In the internal combustion engine according to the invention, the shaft of the centrifugal compressor is at the same time the shaft of the axial compressor, d. H. the axial compressor and the centrifugal compressor share a common shaft, on which also the at least one impeller of the turbine is arranged. Consequently, the at least one impeller of the centrifugal compressor, the at least one impeller of the axial compressor and the at least one impeller of the turbine in the same direction and at the same speed to run and that without exception. A coupling for mechanical decoupling of the impellers of the centrifugal compressor, the axial compressor and / or the turbine is not necessary and not provided.

The elimination of a coupling makes the charging according to the invention very compact and results in a relatively small space requirement of the charge. In addition, the design is simplified by using a single rigid shaft and the elimination of bearings.

Since the axial compressor and the centrifugal compressor share a common shaft, on which also the at least one impeller of the turbine is arranged, the two compressors also share the turbine, which drives both compressors.

Although the axial compressor is electrically driven. However, this electric drive is to be regarded as an auxiliary drive and is used in case of need only in addition to the turbine. The electric drive is used in particular to accelerate the shaft and the wheels with increased load requirement and thus improves the response of the charge. Since the energy provided by the on-board battery of a vehicle is limited, the electric drive is not used continuously.

According to the invention, a housing-fixed guide is arranged between the at least one impeller of the radial compressor and the at least one impeller of the axial compressor. Using this guide means, the flow of the charge air after flowing through the axial compressor and before entering the centrifugal compressor can be influenced, whereby the charging behavior is further improved. The efficiency and the charge pressure ratio of the two-stage compression are increased.

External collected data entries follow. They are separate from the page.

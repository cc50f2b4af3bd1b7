use crate::format::plain_number;
use crate::scale::{BandScale, ScaleError};
use crate::scene::{Scene, Shape, ShapeKind, TextAnchor, TextSpan, Transform};

const TICK_SIZE: f64 = 6.0;
const TICK_PADDING: f64 = 3.0;

/// Offset applied before rotating bottom-axis labels, so their end sits under the tick.
const ROTATED_LABEL_SHIFT: f64 = -10.0;

/// A tick at pixel offset `position` along the axis, labelled `label`.
pub(super) struct Tick {
    pub position: f64,
    pub label: String,
}

impl Tick {
    pub fn value(value: f64, position: f64) -> Self {
        Self {
            position,
            label: plain_number(value),
        }
    }
}

pub(super) fn band_ticks(scale: &BandScale) -> Result<Vec<Tick>, ScaleError> {
    scale
        .labels()
        .iter()
        .map(|label| {
            Ok(Tick {
                position: scale.center(label)?,
                label: label.clone(),
            })
        })
        .collect()
}

fn label(x: f64, y: f64, text: &str, dy_em: f64, anchor: TextAnchor) -> Shape {
    Shape::new(
        ShapeKind::Text {
            x,
            y,
            spans: vec![TextSpan {
                y_em: Some(dy_em),
                ..TextSpan::plain(text)
            }],
            anchor,
            font_size: None,
            font_family: None,
        },
        "axis-label",
    )
}

/// Horizontal axis along `y`, spanning `extent`. Labels are rotated by
/// `rotation` degrees when it is non-zero.
pub(super) fn bottom(scene: &mut Scene, ticks: &[Tick], extent: (f64, f64), y: f64, rotation: f64) {
    scene.push(Shape::new(
        ShapeKind::Line {
            x1: extent.0,
            y1: y,
            x2: extent.1,
            y2: y,
        },
        "axis-domain",
    ));
    for tick in ticks {
        scene.push(Shape::new(
            ShapeKind::Line {
                x1: tick.position,
                y1: y,
                x2: tick.position,
                y2: y + TICK_SIZE,
            },
            "axis-tick",
        ));
        let text_y = TICK_SIZE + TICK_PADDING;
        let shape = if rotation == 0.0 {
            label(tick.position, y + text_y, &tick.label, 0.71, TextAnchor::Middle)
        } else {
            label(0.0, text_y, &tick.label, 0.71, TextAnchor::End).with_transform(
                Transform::translate(tick.position + ROTATED_LABEL_SHIFT, y).rotated(rotation),
            )
        };
        scene.push(shape);
    }
}

/// Vertical axis along `x`, spanning `extent`.
pub(super) fn left(scene: &mut Scene, ticks: &[Tick], extent: (f64, f64), x: f64) {
    scene.push(Shape::new(
        ShapeKind::Line {
            x1: x,
            y1: extent.0,
            x2: x,
            y2: extent.1,
        },
        "axis-domain",
    ));
    for tick in ticks {
        scene.push(Shape::new(
            ShapeKind::Line {
                x1: x - TICK_SIZE,
                y1: tick.position,
                x2: x,
                y2: tick.position,
            },
            "axis-tick",
        ));
        scene.push(label(
            x - TICK_SIZE - TICK_PADDING,
            tick.position,
            &tick.label,
            0.32,
            TextAnchor::End,
        ));
    }
}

The internal combustion engine according to the invention has an improved charging behavior and a charge, which has a small space requirement and allows a denser packaging. As a result, the first object underlying the invention is achieved.

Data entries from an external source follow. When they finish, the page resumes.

use std::fmt::Write;

use crate::colors::{SET2, ordinal};
use crate::config::PieConfig;
use crate::dataset::Dataset;
use crate::format::LocalizedText;
use crate::scene::{EntityId, Scene, Shape, ShapeKind, TextAnchor, TextSpan, Transform};
use crate::tooltip::TooltipField;

use super::ChartError;

/// Full-circle partition of a dataset, one slice per entry in input order.
#[derive(Debug, Clone)]
pub struct PieChart {
    pub data: Dataset,
    pub config: PieConfig,
}

/// Angles in degrees, clockwise from twelve o'clock.
#[derive(Debug, Clone, PartialEq)]
pub struct PieSlice {
    pub label: String,
    pub value: f64,
    pub start_angle: f64,
    pub end_angle: f64,
}

impl PieSlice {
    pub fn sweep(&self) -> f64 {
        self.end_angle - self.start_angle
    }

    /// Share of the whole, in percent.
    pub fn percent(&self) -> f64 {
        self.sweep() / 3.6
    }

    fn mid_angle(&self) -> f64 {
        (self.start_angle + self.end_angle) / 2.0
    }
}

impl PieChart {
    pub fn new(data: Dataset, config: PieConfig) -> Self {
        Self { data, config }
    }

    pub fn slices(&self) -> Result<Vec<PieSlice>, ChartError> {
        self.data.validate_non_empty()?;
        let total = self.data.total();
        if total <= 0.0 {
            return Err(ChartError::ZeroTotal);
        }

        let last = self.data.len() - 1;
        let mut start = 0.0;
        let mut slices = Vec::with_capacity(self.data.len());
        for (i, (label, value)) in self.data.iter().enumerate() {
            // The final slice closes the circle exactly.
            let end = if i == last {
                360.0
            } else {
                start + value / total * 360.0
            };
            slices.push(PieSlice {
                label: label.to_string(),
                value,
                start_angle: start,
                end_angle: end,
            });
            start = end;
        }
        Ok(slices)
    }

    pub fn render(&self) -> Result<Scene, ChartError> {
        self.config.validate()?;
        let slices = self.slices()?;
        let radius = self.config.radius();
        let label_radius = radius * (1.0 + self.config.label_inner_ratio) / 2.0;

        let mut scene = Scene::new(self.config.width, self.config.height);
        scene.origin = (self.config.width / 2.0, self.config.height / 2.0);

        for (i, slice) in slices.iter().enumerate() {
            let id = scene.push(
                Shape::new(
                    ShapeKind::Path {
                        d: arc_path(radius, slice.start_angle, slice.end_angle),
                    },
                    "pie-chart-slice",
                )
                .with_fill(ordinal(&SET2, i)),
            );
            let percent = LocalizedText::number(round_percent(slice.percent()));
            scene.bind(
                id,
                EntityId::key(slice.label.as_str()),
                vec![
                    TooltipField::new("label", LocalizedText::same(slice.label.as_str())),
                    TooltipField::new("value", LocalizedText::number(slice.value)),
                    TooltipField::new("percent", percent),
                ],
            );
        }

        // Every slice is labelled, however thin.
        for slice in &slices {
            let (x, y) = polar(label_radius, slice.mid_angle());
            scene.push(
                Shape::new(
                    ShapeKind::Text {
                        x: 0.0,
                        y: 0.0,
                        spans: vec![
                            TextSpan {
                                x: Some(0.0),
                                y_em: Some(0.0),
                                bold: true,
                                ..TextSpan::plain(slice.label.as_str())
                            },
                            TextSpan {
                                x: Some(0.0),
                                y_em: Some(1.1),
                                ..TextSpan::plain(format!("({}%)", round_percent(slice.percent())))
                            },
                        ],
                        anchor: TextAnchor::Middle,
                        font_size: None,
                        font_family: None,
                    },
                    "pie-chart-label",
                )
                .with_transform(Transform::translate(x, y)),
            );
        }
        Ok(scene)
    }
}

fn round_percent(p: f64) -> f64 {
    (p * 10.0).round() / 10.0
}

/// Point at `degrees` clockwise from twelve o'clock.
fn polar(radius: f64, degrees: f64) -> (f64, f64) {
    let a = degrees.to_radians();
    (radius * a.sin(), -radius * a.cos())
}

fn arc_path(radius: f64, start: f64, end: f64) -> String {
    let mut d = String::with_capacity(64);
    let sweep = end - start;
    if sweep >= 360.0 - 1e-9 {
        // A single arc cannot close on itself; draw two half circles.
        let _ = write!(
            d,
            "M0,{top}A{radius},{radius},0,1,1,0,{radius}A{radius},{radius},0,1,1,0,{top}Z",
            top = -radius
        );
        return d;
    }
    let (x0, y0) = polar(radius, start);
    let (x1, y1) = polar(radius, end);
    let large_arc = u8::from(sweep > 180.0);
    let _ = write!(
        d,
        "M{x0},{y0}A{radius},{radius},0,{large_arc},1,{x1},{y1}L0,0Z"
    );
    d
}
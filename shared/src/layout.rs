//! Word cloud packing: Archimedean spiral search with box collision tests.
//!
//! Best-effort. A word that finds no free slot before the spiral leaves the
//! canvas is dropped and reported in [`LayoutOutcome::dropped`].

use std::future::Future;
use std::pin::Pin;
use std::task::{Context, Poll};

use futures::channel::oneshot;
use serde::{Deserialize, Serialize};

/// Measures the unrotated `(width, height)` of `text` at `font_size`.
pub trait TextMeasure {
    fn measure(&self, text: &str, font_size: f64) -> (f64, f64);
}

/// Fixed-advance estimate: every glyph is `advance * font_size` wide.
#[derive(Debug, Clone, Copy, PartialEq)]
pub struct ApproxMeasure {
    pub advance: f64,
    pub line_height: f64,
}

impl Default for ApproxMeasure {
    fn default() -> Self {
        Self {
            advance: 0.6,
            line_height: 1.0,
        }
    }
}

impl TextMeasure for ApproxMeasure {
    fn measure(&self, text: &str, font_size: f64) -> (f64, f64) {
        let glyphs = text.chars().count() as f64;
        (glyphs * self.advance * font_size, self.line_height * font_size)
    }
}

#[derive(Debug, Clone, PartialEq, Serialize, Deserialize)]
pub struct WordItem {
    pub text: String,
    /// Final font size; any sizing transform is applied by the caller.
    pub weight: f64,
}

impl WordItem {
    pub fn new(text: impl Into<String>, weight: f64) -> Self {
        Self {
            text: text.into(),
            weight,
        }
    }
}

/// Axis-aligned box, min/max corners.
#[derive(Debug, Clone, Copy, PartialEq)]
pub struct Bounds {
    pub x0: f64,
    pub y0: f64,
    pub x1: f64,
    pub y1: f64,
}

impl Bounds {
    fn centered(cx: f64, cy: f64, w: f64, h: f64) -> Self {
        Self {
            x0: cx - w / 2.0,
            y0: cy - h / 2.0,
            x1: cx + w / 2.0,
            y1: cy + h / 2.0,
        }
    }

    /// Interiors intersect; shared edges do not count.
    pub fn overlaps(&self, other: &Bounds) -> bool {
        self.x0 < other.x1 && other.x0 < self.x1 && self.y0 < other.y1 && other.y0 < self.y1
    }

    fn within(&self, half_w: f64, half_h: f64) -> bool {
        self.x0 >= -half_w && self.x1 <= half_w && self.y0 >= -half_h && self.y1 <= half_h
    }
}

#[derive(Debug, Clone, PartialEq)]
pub struct PlacedWord {
    pub text: String,
    pub size: f64,
    /// Centre, relative to the canvas centre.
    pub x: f64,
    pub y: f64,
    pub rotation: f64,
    /// Padded footprint used for collision tests.
    pub bounds: Bounds,
}

#[derive(Debug, Clone, PartialEq, Default)]
pub struct LayoutOutcome {
    pub placed: Vec<PlacedWord>,
    pub dropped: Vec<WordItem>,
}

impl LayoutOutcome {
    pub fn summary(&self) -> LayoutSummary {
        LayoutSummary {
            attempted: self.placed.len() + self.dropped.len(),
            placed: self.placed.len(),
        }
    }
}

/// Placement diagnostics carried on a rendered scene.
#[derive(Debug, Clone, Copy, PartialEq, Eq, Default)]
pub struct LayoutSummary {
    pub attempted: usize,
    pub placed: usize,
}

impl LayoutSummary {
    pub fn dropped(&self) -> usize {
        self.attempted - self.placed
    }
}

#[derive(Debug, Clone, Copy, PartialEq)]
pub struct LayoutParams {
    pub width: f64,
    pub height: f64,
    /// Minimum gap between neighbouring words.
    pub padding: f64,
    /// Spiral sampling step, radians.
    pub angle_step: f64,
    /// Seed for the per-word rotation choice.
    pub seed: u32,
}

impl Default for LayoutParams {
    fn default() -> Self {
        Self {
            width: 780.0,
            height: 780.0,
            padding: 5.0,
            angle_step: 0.1,
            seed: 0,
        }
    }
}

pub struct WordLayout<'m> {
    params: LayoutParams,
    measure: &'m dyn TextMeasure,
}

impl<'m> WordLayout<'m> {
    pub fn new(params: LayoutParams, measure: &'m dyn TextMeasure) -> Self {
        Self { params, measure }
    }

    /// Place every word, largest first, and signal completion exactly once.
    pub fn start(&self, words: &[WordItem]) -> LayoutCompletion {
        let (tx, rx) = oneshot::channel();
        let outcome = self.run(words);
        // The receiver is held by the returned future, so this cannot fail.
        let _ = tx.send(outcome);
        LayoutCompletion { rx }
    }

    /// Synchronous placement of `words`.
    pub fn run(&self, words: &[WordItem]) -> LayoutOutcome {
        let mut order: Vec<&WordItem> = words.iter().collect();
        // Stable: equal sizes keep input order.
        order.sort_by(|a, b| b.weight.total_cmp(&a.weight));

        let mut outcome = LayoutOutcome::default();
        for word in order {
            match self.place(word, &outcome.placed) {
                Some(placed) => outcome.placed.push(placed),
                None => {
                    tracing::debug!(word = %word.text, size = word.weight, "no free slot, word dropped");
                    outcome.dropped.push(word.clone());
                }
            }
        }

        let summary = outcome.summary();
        tracing::info!(
            attempted = summary.attempted,
            placed = summary.placed,
            dropped = summary.dropped(),
            "word layout finished"
        );
        outcome
    }

    fn place(&self, word: &WordItem, placed: &[PlacedWord]) -> Option<PlacedWord> {
        if word.text.is_empty() || !word.weight.is_finite() || word.weight <= 0.0 {
            return None;
        }

        let rotation = rotation_for(self.params.seed, &word.text);
        let (w, h) = self.measure.measure(&word.text, word.weight);
        let (w, h) = if rotation == 0.0 { (w, h) } else { (h, w) };
        let (w, h) = (w + self.params.padding, h + self.params.padding);

        let LayoutParams {
            width,
            height,
            angle_step,
            ..
        } = self.params;
        let (half_w, half_h) = (width / 2.0, height / 2.0);
        if angle_step <= 0.0 || w > width || h > height {
            return None;
        }

        let aspect = width / height;
        let max_radius = half_w.hypot(half_h);
        let mut theta = 0.0f64;
        loop {
            // Archimedean: radius grows linearly with the angle swept.
            let r = theta;
            if r > max_radius {
                return None;
            }
            let x = aspect * r * theta.cos();
            let y = r * theta.sin();
            let bounds = Bounds::centered(x, y, w, h);
            if bounds.within(half_w, half_h) && !placed.iter().any(|p| p.bounds.overlaps(&bounds)) {
                return Some(PlacedWord {
                    text: word.text.clone(),
                    size: word.weight,
                    x,
                    y,
                    rotation,
                    bounds,
                });
            }
            theta += angle_step;
        }
    }
}

/// Completion signal of [`WordLayout::start`]; resolves once with the outcome.
pub struct LayoutCompletion {
    rx: oneshot::Receiver<LayoutOutcome>,
}

impl Future for LayoutCompletion {
    type Output = LayoutOutcome;

    fn poll(mut self: Pin<&mut Self>, cx: &mut Context<'_>) -> Poll<Self::Output> {
        Pin::new(&mut self.rx)
            .poll(cx)
            .map(|result| result.unwrap_or_default())
    }
}

/// 0 or 90 degrees, chosen per word from a hash of the seed and text.
fn rotation_for(seed: u32, text: &str) -> f64 {
    let mut hasher = crc32fast::Hasher::new();
    hasher.update(&seed.to_le_bytes());
    hasher.update(text.as_bytes());
    if hasher.finalize() & 1 == 0 { 0.0 } else { 90.0 }
}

Further advantageous embodiments of the internal combustion engine according to the invention are discussed in connection with the subclaims.

Advantageous embodiments of the supercharged internal combustion engine, in which

Embodiments of the supercharged internal combustion engine in which the turbine of the at least one exhaust-gas turbocharger is a radial turbine are advantageous. This embodiment also allows a tight packaging of the exhaust gas turbocharger and thus the overall charge.

For reasons of packaging and embodiments of the supercharged internal combustion engine are advantageous in which only one exhaust gas turbocharger is provided.

Advantageous embodiments of the supercharged internal combustion engine, in which the radial compressor is designed smaller than the axial compressor.

In the case of the two compressors arranged in series and arranged in the intake system, it may be advantageous to make the axial compressor larger than the downstream radial compressor, since in a two-stage compression the radial compressor forms the high-pressure stage and the charge air compressed, which was already pre-compressed in the then used as a low pressure stage axial compressor.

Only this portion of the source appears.